Stored data
=======
//! Pixel image capability.
//!
//! Score images are supplied by the host; this crate only ever reads
//! them. [`PixelImage`] is the narrow seam the decoder works against,
//! and [`PixelGrid`] is a minimal owned implementation for hosts (and
//! tests) without an image type of their own.

/// Number of pixel rows in a score image, one per piano key.
pub const PIANO_ROWS: u32 = 88;

/// Read-only access to a rectangular grid of pixel intensities.
///
/// Row 0 is the top of the image and maps to the highest authored
/// pitch row. A pixel value of 0 means unset; any non-zero intensity
/// counts as set.
///
/// `pixel` must be O(1); the decoder calls it twice per row per step.
/// Out-of-range coordinates must return 0 rather than panic.
pub trait PixelImage {
    /// Image width in pixels.
    fn width(&self) -> u32;

    /// Image height in pixels. Scores require exactly [`PIANO_ROWS`].
    fn height(&self) -> u32;

    /// Intensity at (`col`, `row`); 0 when unset or out of range.
    fn pixel(&self, col: u32, row: u32) -> u8;
}

impl<T: PixelImage + ?Sized> PixelImage for &T {
    fn width(&self) -> u32 {
        (**self).width()
    }

    fn height(&self) -> u32 {
        (**self).height()
    }

    fn pixel(&self, col: u32, row: u32) -> u8 {
        (**self).pixel(col, row)
    }
}

/// Owned row-major pixel grid.
///
/// Reference implementation of [`PixelImage`] for building scores in
/// memory.
#[derive(Debug, Clone, PartialEq, Eq)]
pub struct PixelGrid {
    width: u32,
    height: u32,
    pixels: Vec<u8>,
}

impl PixelGrid {
    /// Create a cleared grid of the given dimensions.
    pub fn new(width: u32, height: u32) -> Self {
        PixelGrid {
            width,
            height,
            pixels: vec![0; width as usize * height as usize],
        }
    }

    /// Set the intensity at (`col`, `row`). Out-of-range writes are ignored.
    pub fn set_pixel(&mut self, col: u32, row: u32, value: u8) {
        if col < self.width && row < self.height {
            self.pixels[(row * self.width + col) as usize] = value;
        }
    }
}

impl PixelImage for PixelGrid {
    fn width(&self) -> u32 {
        self.width
    }

    fn height(&self) -> u32 {
        self.height
    }

    fn pixel(&self, col: u32, row: u32) -> u8 {
        if col < self.width && row < self.height {
            self.pixels[(row * self.width + col) as usize]
        } else {
            0
        }
    }
}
=======
[INSTRUCTIONS TO FOLLOW] The lines from the one holding "impl PixelImage for" to the end of the entries are to be repeated exactly, with both ends included and nothing else.

[RESPONSE BELOW]
impl PixelImage for PixelGrid {
    fn width(&self) -> u32 {
        self.width
    }

    fn height(&self) -> u32 {
        self.height
    }

    fn pixel(&self, col: u32, row: u32) -> u8 {
        if col < self.width && row < self.height {
            self.pixels[(row * self.width + col) as usize]
        } else {
            0
        }
    }
}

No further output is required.